• STUDY MATERIAL
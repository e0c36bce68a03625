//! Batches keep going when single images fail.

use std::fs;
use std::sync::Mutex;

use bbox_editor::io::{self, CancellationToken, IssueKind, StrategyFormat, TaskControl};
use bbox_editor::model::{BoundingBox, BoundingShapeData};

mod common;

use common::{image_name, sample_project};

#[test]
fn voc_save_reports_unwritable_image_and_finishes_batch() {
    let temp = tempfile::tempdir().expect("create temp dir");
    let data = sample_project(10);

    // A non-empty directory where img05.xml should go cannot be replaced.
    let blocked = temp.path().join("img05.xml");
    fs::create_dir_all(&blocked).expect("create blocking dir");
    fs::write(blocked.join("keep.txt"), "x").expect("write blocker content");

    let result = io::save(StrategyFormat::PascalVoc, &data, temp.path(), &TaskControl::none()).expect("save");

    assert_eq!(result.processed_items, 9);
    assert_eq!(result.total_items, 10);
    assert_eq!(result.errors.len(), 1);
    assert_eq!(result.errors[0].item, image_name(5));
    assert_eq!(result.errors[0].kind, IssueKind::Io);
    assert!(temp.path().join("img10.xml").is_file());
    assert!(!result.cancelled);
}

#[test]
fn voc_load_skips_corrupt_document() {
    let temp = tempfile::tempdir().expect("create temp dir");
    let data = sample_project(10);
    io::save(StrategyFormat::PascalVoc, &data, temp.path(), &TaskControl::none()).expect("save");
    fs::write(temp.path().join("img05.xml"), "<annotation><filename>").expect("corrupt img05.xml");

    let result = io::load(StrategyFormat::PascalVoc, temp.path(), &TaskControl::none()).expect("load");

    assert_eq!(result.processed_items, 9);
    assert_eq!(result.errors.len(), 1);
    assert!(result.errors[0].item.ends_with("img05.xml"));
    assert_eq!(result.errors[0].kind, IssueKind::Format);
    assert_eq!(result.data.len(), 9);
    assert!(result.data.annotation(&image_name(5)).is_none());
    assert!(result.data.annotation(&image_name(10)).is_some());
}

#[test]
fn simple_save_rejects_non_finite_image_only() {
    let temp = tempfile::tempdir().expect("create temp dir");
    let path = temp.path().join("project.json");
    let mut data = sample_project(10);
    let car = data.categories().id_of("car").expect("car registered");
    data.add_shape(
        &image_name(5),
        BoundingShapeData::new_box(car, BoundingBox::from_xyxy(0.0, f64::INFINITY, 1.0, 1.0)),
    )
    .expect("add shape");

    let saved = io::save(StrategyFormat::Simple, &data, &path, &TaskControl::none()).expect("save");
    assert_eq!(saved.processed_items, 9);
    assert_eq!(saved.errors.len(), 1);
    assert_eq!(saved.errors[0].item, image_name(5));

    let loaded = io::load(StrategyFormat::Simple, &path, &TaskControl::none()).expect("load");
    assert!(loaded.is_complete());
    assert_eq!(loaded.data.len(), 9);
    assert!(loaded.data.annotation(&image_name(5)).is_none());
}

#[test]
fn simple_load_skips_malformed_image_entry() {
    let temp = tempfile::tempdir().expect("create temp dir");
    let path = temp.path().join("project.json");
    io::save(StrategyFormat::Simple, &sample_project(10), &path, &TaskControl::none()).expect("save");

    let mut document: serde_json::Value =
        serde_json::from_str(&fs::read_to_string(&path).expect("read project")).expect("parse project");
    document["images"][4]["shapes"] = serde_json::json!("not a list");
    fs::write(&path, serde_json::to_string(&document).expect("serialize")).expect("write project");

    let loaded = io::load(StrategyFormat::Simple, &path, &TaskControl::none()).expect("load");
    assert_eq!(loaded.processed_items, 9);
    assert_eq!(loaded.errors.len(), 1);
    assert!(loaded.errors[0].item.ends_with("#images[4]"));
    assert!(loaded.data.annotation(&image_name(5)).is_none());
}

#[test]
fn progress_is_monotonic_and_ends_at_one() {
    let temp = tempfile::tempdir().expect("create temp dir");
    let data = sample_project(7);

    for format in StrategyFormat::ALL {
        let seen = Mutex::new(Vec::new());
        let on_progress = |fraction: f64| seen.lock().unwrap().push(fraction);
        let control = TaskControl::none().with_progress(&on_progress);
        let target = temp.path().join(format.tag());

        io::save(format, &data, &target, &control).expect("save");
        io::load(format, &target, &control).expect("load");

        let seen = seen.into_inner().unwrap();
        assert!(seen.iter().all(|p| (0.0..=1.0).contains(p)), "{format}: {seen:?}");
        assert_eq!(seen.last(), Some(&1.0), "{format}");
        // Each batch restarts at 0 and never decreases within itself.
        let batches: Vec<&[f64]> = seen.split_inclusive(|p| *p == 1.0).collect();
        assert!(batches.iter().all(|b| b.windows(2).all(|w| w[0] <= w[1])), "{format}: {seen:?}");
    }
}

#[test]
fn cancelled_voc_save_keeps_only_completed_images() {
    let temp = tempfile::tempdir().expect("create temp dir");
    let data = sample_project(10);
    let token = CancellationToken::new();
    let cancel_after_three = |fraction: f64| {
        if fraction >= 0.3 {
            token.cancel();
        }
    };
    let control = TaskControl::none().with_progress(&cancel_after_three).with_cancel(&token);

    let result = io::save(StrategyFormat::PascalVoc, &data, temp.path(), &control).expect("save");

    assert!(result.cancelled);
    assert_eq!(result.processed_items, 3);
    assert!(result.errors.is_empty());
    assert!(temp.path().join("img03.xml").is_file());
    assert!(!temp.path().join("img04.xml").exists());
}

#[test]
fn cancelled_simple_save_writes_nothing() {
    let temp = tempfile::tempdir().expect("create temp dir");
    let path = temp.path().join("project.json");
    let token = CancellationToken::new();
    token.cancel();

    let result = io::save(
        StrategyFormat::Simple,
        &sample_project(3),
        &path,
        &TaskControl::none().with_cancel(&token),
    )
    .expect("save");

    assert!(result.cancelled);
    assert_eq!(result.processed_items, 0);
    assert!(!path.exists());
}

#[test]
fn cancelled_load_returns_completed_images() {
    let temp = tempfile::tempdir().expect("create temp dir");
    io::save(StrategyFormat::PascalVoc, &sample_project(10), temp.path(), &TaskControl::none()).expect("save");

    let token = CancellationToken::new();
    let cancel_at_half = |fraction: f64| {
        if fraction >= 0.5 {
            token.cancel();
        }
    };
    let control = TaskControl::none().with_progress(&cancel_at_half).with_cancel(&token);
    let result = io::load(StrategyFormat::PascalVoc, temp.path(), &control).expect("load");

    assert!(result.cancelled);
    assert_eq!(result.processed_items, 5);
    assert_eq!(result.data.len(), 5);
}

• YOUR OBJECTIVE
Whenever the word "IssueKind" turns up in a line of the listing above, copy the line.

• RESPONSE AREA
use bbox_editor::io::{self, CancellationToken, IssueKind, StrategyFormat, TaskControl};
    assert_eq!(result.errors[0].kind, IssueKind::Io);
    assert_eq!(result.errors[0].kind, IssueKind::Format);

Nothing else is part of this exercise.